吴管家还说,侯府的姑娘最爱这位师傅的手艺,生怕沈萩不肯收,亲自送上马车才肯罢休。

东宫昨日发生盗窃,霍行趁机同陛下提议换了批侍卫,将霍辉事先安插在身边的人顺理成章除掉,又不露痕迹。

他刚回京不久,没有指望父皇会因为他与霍辉大动干戈,他也不愿成为父皇眼中的麻烦,能自己动手,便不会特意抱怨。

高廉和李寂清点完东宫侍卫,重新登记造册后呈给霍行查看。

霍行翻了几页,抬头:“沈家二姑娘和傅英辞的事,可查清了?”

高廉躬身回话:“据属下调查,沈家二姑娘和傅世子之前并不认识,而且从未有过交集,或许他们私底下来往,但属下不敢惊动旁人,只查出这些消息。”

霍行扶额,眉心自晨起到现在便没有舒展开过。

从未来往,却同处一车,姿势还那般亲密?

他没有兵权,即便在朝中官职再高,关键时刻也只能任人宰割。

霍辉母妃卢氏以及卢家嫡系把持着京郊一支军队驻防权,卢家嫡长子和霍辉来往密切,必然早就投靠拥趸。

朝中大臣因此也会更加看好霍辉,虽父皇严禁结党,但官员们都知攀大树倚靠,没人会在危难时刻去扶持一棵弱苗。

要想获得官员支持,他必须先行结交掌兵权的武将,从而使其站在自己后方成为巨大屏障,如此后续行动才不至于被动。

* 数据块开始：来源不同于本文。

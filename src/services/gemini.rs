use std::{collections::VecDeque, fmt, pin::Pin};

use async_trait::async_trait;
use axum::body::Bytes;
use futures::{Stream, StreamExt, stream};
use reqwest::Client;
use serde::{Deserialize, Serialize};
use tracing::{debug, instrument};

use super::{
    http::{send, send_json},
    orchestrator::{GenerativeModel, TextStream},
    retrieval::Embedder,
};
use crate::{
    error::ServiceError,
    message::{ModelRole, ModelTurn},
};

const SERVICE: &str = "gemini";

#[derive(Serialize)]
struct GenerateRequest<'a> {
    contents: Vec<Content<'a>>,
}

#[derive(Serialize)]
struct Content<'a> {
    #[serde(skip_serializing_if = "Option::is_none")]
    role: Option<ModelRole>,
    parts: Vec<Part<'a>>,
}

#[derive(Serialize)]
struct Part<'a> {
    text: &'a str,
}

#[derive(Serialize)]
struct EmbedRequest<'a> {
    model: String,
    content: Content<'a>,
}

#[derive(Deserialize)]
struct EmbedResponse {
    embedding: EmbeddingValues,
}

#[derive(Deserialize)]
struct EmbeddingValues {
    values: Vec<f32>,
}

#[derive(Deserialize)]
#[serde(rename_all = "camelCase")]
struct GenerateResponse {
    #[serde(default)]
    candidates: Vec<Candidate>,
    prompt_feedback: Option<PromptFeedback>,
}

#[derive(Deserialize)]
struct Candidate {
    content: Option<CandidateContent>,
}

#[derive(Deserialize)]
struct CandidateContent {
    #[serde(default)]
    parts: Vec<CandidatePart>,
}

#[derive(Deserialize)]
struct CandidatePart {
    #[serde(default)]
    text: String,
}

#[derive(Deserialize)]
#[serde(rename_all = "camelCase")]
struct PromptFeedback {
    block_reason: Option<String>,
}

impl GenerateResponse {
    /// Text of the first candidate, parts joined.
    fn text(&self) -> Option<String> {
        let content = self.candidates.first()?.content.as_ref()?;
        Some(content.parts.iter().map(|p| p.text.as_str()).collect())
    }

    fn block_reason(&self) -> Option<&str> {
        self.prompt_feedback.as_ref()?.block_reason.as_deref()
    }

    fn blocked_error(reason: &str) -> ServiceError {
        ServiceError::payload(SERVICE, format!("prompt blocked: {reason}"))
    }

    fn into_reply(self) -> Result<String, ServiceError> {
        if let Some(text) = self.text() {
            return Ok(text);
        }
        match self.block_reason() {
            Some(reason) => Err(Self::blocked_error(reason)),
            None => Err(ServiceError::payload(SERVICE, "response has no candidates")),
        }
    }
}

/// REST client for the Gemini embedding and generation endpoints.
#[derive(Clone)]
pub struct GeminiClient {
    http: Client,
    api_key: String,
    base_url: String,
    embedding_model: String,
    chat_model: String,
}

impl fmt::Debug for GeminiClient {
    fn fmt(&self, f: &mut fmt::Formatter<'_>) -> fmt::Result {
        f.debug_struct("GeminiClient")
            .field("base_url", &self.base_url)
            .field("embedding_model", &self.embedding_model)
            .field("chat_model", &self.chat_model)
            .finish_non_exhaustive()
    }
}

impl GeminiClient {
    pub fn new(
        http: Client,
        api_key: impl Into<String>,
        base_url: impl Into<String>,
        embedding_model: impl Into<String>,
        chat_model: impl Into<String>,
    ) -> Self {
        Self {
            http,
            api_key: api_key.into(),
            base_url: base_url.into().trim_end_matches('/').to_string(),
            embedding_model: embedding_model.into(),
            chat_model: chat_model.into(),
        }
    }

    fn endpoint(&self, model: &str, method: &str) -> String {
        format!("{}/v1beta/models/{}:{}", self.base_url, model, method)
    }

    fn generate_body<'a>(turns: &'a [ModelTurn]) -> GenerateRequest<'a> {
        GenerateRequest {
            contents: turns
                .iter()
                .map(|turn| Content {
                    role: Some(turn.role),
                    parts: vec![Part { text: &turn.text }],
                })
                .collect(),
        }
    }
}

#[async_trait]
impl Embedder for GeminiClient {
    #[instrument(skip_all, fields(model = %self.embedding_model))]
    async fn embed(&self, text: &str) -> Result<Vec<f32>, ServiceError> {
        let body = EmbedRequest {
            model: format!("models/{}", self.embedding_model),
            content: Content { role: None, parts: vec![Part { text }] },
        };
        let request = self
            .http
            .post(self.endpoint(&self.embedding_model, "embedContent"))
            .header("x-goog-api-key", &self.api_key)
            .json(&body);
        let response: EmbedResponse = send_json(request, SERVICE).await?;
        if response.embedding.values.is_empty() {
            return Err(ServiceError::payload(SERVICE, "empty embedding"));
        }
        Ok(response.embedding.values)
    }
}

#[async_trait]
impl GenerativeModel for GeminiClient {
    #[instrument(skip_all, fields(model = %self.chat_model, turns = turns.len()))]
    async fn generate(&self, turns: &[ModelTurn]) -> Result<String, ServiceError> {
        let request = self
            .http
            .post(self.endpoint(&self.chat_model, "generateContent"))
            .header("x-goog-api-key", &self.api_key)
            .json(&Self::generate_body(turns));
        let response: GenerateResponse = send_json(request, SERVICE).await?;
        response.into_reply()
    }

    #[instrument(skip_all, fields(model = %self.chat_model, turns = turns.len()))]
    async fn generate_stream(&self, turns: &[ModelTurn]) -> Result<TextStream, ServiceError> {
        let request = self
            .http
            .post(self.endpoint(&self.chat_model, "streamGenerateContent"))
            .query(&[("alt", "sse")])
            .header("x-goog-api-key", &self.api_key)
            .json(&Self::generate_body(turns));
        let response = send(request, SERVICE).await?;
        debug!("model stream opened");

        let state = SseState {
            bytes: Box::pin(response.bytes_stream()),
            buffer: Vec::new(),
            pending: VecDeque::new(),
            finished: false,
        };
        Ok(Box::pin(stream::unfold(state, next_piece)))
    }
}

type ByteStream = Pin<Box<dyn Stream<Item = reqwest::Result<Bytes>> + Send>>;

struct SseState {
    bytes: ByteStream,
    buffer: Vec<u8>,
    pending: VecDeque<String>,
    finished: bool,
}

async fn next_piece(mut state: SseState) -> Option<(Result<String, ServiceError>, SseState)> {
    loop {
        if let Some(text) = state.pending.pop_front() {
            return Some((Ok(text), state));
        }
        if state.finished {
            return None;
        }
        let drained = match state.bytes.next().await {
            Some(Ok(chunk)) => {
                state.buffer.extend_from_slice(&chunk);
                drain_events(&mut state.buffer)
            }
            Some(Err(e)) => Err(ServiceError::transport(SERVICE)(e)),
            None => {
                state.finished = true;
                state.buffer.push(b'\n');
                drain_events(&mut state.buffer)
            }
        };
        match drained {
            Ok(pieces) => state.pending.extend(pieces),
            Err(e) => {
                state.finished = true;
                state.pending.clear();
                return Some((Err(e), state));
            }
        }
    }
}

/// Pull every complete `data:` line out of `buffer` and decode the text it
/// carries. An incomplete trailing line stays in the buffer.
fn drain_events(buffer: &mut Vec<u8>) -> Result<Vec<String>, ServiceError> {
    let mut pieces = Vec::new();
    while let Some(pos) = buffer.iter().position(|b| *b == b'\n') {
        let line: Vec<u8> = buffer.drain(..=pos).collect();
        let line = String::from_utf8_lossy(&line);
        let Some(data) = line.trim().strip_prefix("data:") else {
            continue;
        };
        let data = data.trim();
        if data.is_empty() || data == "[DONE]" {
            continue;
        }
        let event: GenerateResponse =
            serde_json::from_str(data).map_err(|e| ServiceError::payload(SERVICE, e.to_string()))?;
        if let Some(reason) = event.block_reason() {
            return Err(GenerateResponse::blocked_error(reason));
        }
        match event.text() {
            Some(text) if !text.is_empty() => pieces.push(text),
            _ => {}
        }
    }
    Ok(pieces)
}

#[cfg(test)]
mod tests {
    use super::*;
    use futures::TryStreamExt;
    use mockito::Matcher;
    use serde_json::json;

    fn client(server: &mockito::ServerGuard) -> GeminiClient {
        GeminiClient::new(Client::new(), "test-key", server.url(), "embedding-001", "gemini-pro")
    }

    #[test]
    fn request_body_uses_provider_roles() {
        let turns = vec![
            ModelTurn::new(ModelRole::User, "preamble"),
            ModelTurn::new(ModelRole::Model, "earlier answer"),
        ];
        let body = serde_json::to_value(GeminiClient::generate_body(&turns)).unwrap();
        assert_eq!(
            body,
            json!({"contents": [
                {"role": "user", "parts": [{"text": "preamble"}]},
                {"role": "model", "parts": [{"text": "earlier answer"}]}
            ]})
        );
    }

    #[test]
    fn drain_keeps_partial_lines() {
        let mut buffer = b"data: {\"candidates\":[{\"content\":{\"parts\":[{\"text\":\"Hel\"}]}}]}\r\n\r\ndata: {\"cand".to_vec();
        let pieces = drain_events(&mut buffer).unwrap();
        assert_eq!(pieces, vec!["Hel".to_string()]);
        assert_eq!(buffer, b"data: {\"cand".to_vec());
    }

    #[test]
    fn blocked_prompt_is_an_error() {
        let response: GenerateResponse =
            serde_json::from_value(json!({"promptFeedback": {"blockReason": "SAFETY"}})).unwrap();
        let err = response.into_reply().unwrap_err();
        assert!(err.to_string().contains("SAFETY"));
    }

    #[test]
    fn blocked_event_fails_the_stream() {
        let mut buffer = b"data: {\"promptFeedback\":{\"blockReason\":\"SAFETY\"}}\r\n".to_vec();
        let err = drain_events(&mut buffer).unwrap_err();
        assert!(err.to_string().contains("prompt blocked: SAFETY"));
    }

    #[test]
    fn debug_output_hides_api_key() {
        let client = GeminiClient::new(Client::new(), "gm-secret", "http://x", "e", "c");
        assert!(!format!("{client:?}").contains("gm-secret"));
    }

    #[tokio::test]
    async fn blocked_stream_yields_error() {
        let mut server = mockito::Server::new_async().await;
        let _mock = server
            .mock("POST", "/v1beta/models/gemini-pro:streamGenerateContent")
            .match_query(Matcher::UrlEncoded("alt".into(), "sse".into()))
            .with_status(200)
            .with_header("content-type", "text/event-stream")
            .with_body("data: {\"promptFeedback\":{\"blockReason\":\"SAFETY\"}}\r\n\r\n")
            .create_async()
            .await;

        let result: Result<Vec<String>, ServiceError> = client(&server)
            .generate_stream(&[ModelTurn::new(ModelRole::User, "hi")])
            .await
            .unwrap()
            .try_collect()
            .await;

        assert!(matches!(result, Err(ServiceError::Payload { .. })));
    }

    #[tokio::test]
    async fn embed_returns_vector_values() {
        let mut server = mockito::Server::new_async().await;
        let mock = server
            .mock("POST", "/v1beta/models/embedding-001:embedContent")
            .match_header("x-goog-api-key", "test-key")
            .match_body(Matcher::PartialJson(json!({
                "model": "models/embedding-001",
                "content": {"parts": [{"text": "algorithms"}]}
            })))
            .with_status(200)
            .with_header("content-type", "application/json")
            .with_body(r#"{"embedding": {"values": [0.25, -0.5]}}"#)
            .create_async()
            .await;

        let values = client(&server).embed("algorithms").await.unwrap();

        assert_eq!(values, vec![0.25f32, -0.5]);
        mock.assert_async().await;
    }

    #[tokio::test]
    async fn generate_joins_candidate_parts() {
        let mut server = mockito::Server::new_async().await;
        let _mock = server
            .mock("POST", "/v1beta/models/gemini-pro:generateContent")
            .with_status(200)
            .with_header("content-type", "application/json")
            .with_body(
                r#"{"candidates": [{"content": {"role": "model", "parts": [{"text": "Professor: A"}, {"text": "\nRecommendation: A"}]}}]}"#,
            )
            .create_async()
            .await;

        let text = client(&server)
            .generate(&[ModelTurn::new(ModelRole::User, "hi")])
            .await
            .unwrap();

        assert_eq!(text, "Professor: A\nRecommendation: A");
    }

    #[tokio::test]
    async fn error_status_carries_body() {
        let mut server = mockito::Server::new_async().await;
        let _mock = server
            .mock("POST", "/v1beta/models/gemini-pro:generateContent")
            .with_status(429)
            .with_body("quota exceeded")
            .create_async()
            .await;

        let err = client(&server)
            .generate(&[ModelTurn::new(ModelRole::User, "hi")])
            .await
            .unwrap_err();

        match err {
            ServiceError::Status { status, body, .. } => {
                assert_eq!(status.as_u16(), 429);
                assert_eq!(body, "quota exceeded");
            }
            other => panic!("unexpected error: {other}"),
        }
    }

    #[tokio::test]
    async fn stream_yields_each_event() {
        let mut server = mockito::Server::new_async().await;
        let _mock = server
            .mock("POST", "/v1beta/models/gemini-pro:streamGenerateContent")
            .match_query(Matcher::UrlEncoded("alt".into(), "sse".into()))
            .with_status(200)
            .with_header("content-type", "text/event-stream")
            .with_body(concat!(
                "data: {\"candidates\":[{\"content\":{\"parts\":[{\"text\":\"Professor: \"}]}}]}\r\n\r\n",
                "data: {\"candidates\":[{\"content\":{\"parts\":[{\"text\":\"Ada\"}]}}]}\r\n\r\n",
            ))
            .create_async()
            .await;

        let pieces: Vec<String> = client(&server)
            .generate_stream(&[ModelTurn::new(ModelRole::User, "hi")])
            .await
            .unwrap()
            .try_collect()
            .await
            .unwrap();

        assert_eq!(pieces, vec!["Professor: ".to_string(), "Ada".to_string()]);
    }
}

沈从山是他最先选定的人,也是最有能力跟卢家抗衡的老臣。

现下看来,却是有些棘手了。

……..

茶肆内香气四溢,二楼最南侧的雅间,沈萩进屋后摘下帷帽。

青栀和红蕊去外面候着,待远远看到来人,青栀轻轻叩门:“姑娘,尤氏来了。”

尤氏年逾四旬,穿着赭红色长襦,月白色褙子垂到膝间,她是商户出身,窦尧娶她时还没考中举子,娶了她,尤氏拿嫁妆去补贴生活,甚至疏通关系,听闻窦尧在江淮很是吃得开,想必跟尤氏的打点离不开。

因为操劳还有商户女的身份,故而尤氏给沈萩的第一感觉,并没有京里官眷那般自信随和,她虽尽量微笑,但笑容里搀着几分局促。且脸上皱纹逾越了年龄,笑起来时眼尾厚厚一匝。

沈萩起身迎她,两人互相打过招呼后,尤氏坐在对面,捧起茶来。

照理说窦尧是官,尤氏又不缺钱,尤氏的手合该好生保养的,但她捧着茶,手背皴裂,像是常常干活的手。

沈萩不动声色地收回打量,说道:“窦夫人,我让小妹捎信与你约见,实在是有不得以的苦衷,你来之前,可有跟窦大人交代?”

尤氏讪讪一笑:“沈二姑娘让我悄悄的来,想来今日要说的事有关我家大人,既如此,我便不会跟他讲你我见面的事。”

来之前,尤氏反复掂量,也是忐忑不安。她同沈家素无往来,而且京中官眷几乎没人愿意与她走动,她是商户女,自己也知身份卑微。但那日花宴,本该去净房的沈四娘子却避开众人,单独与她递了消息。

她当时诧异,夜里翻来覆去辗转难眠,且就胡思乱想起来。

其实她约莫也猜到什么,自己在江淮侍奉婆母,数年不在夫郎身边,刚进京,夫郎又与她不亲近,无需求,她便知道,夫郎一定有人了。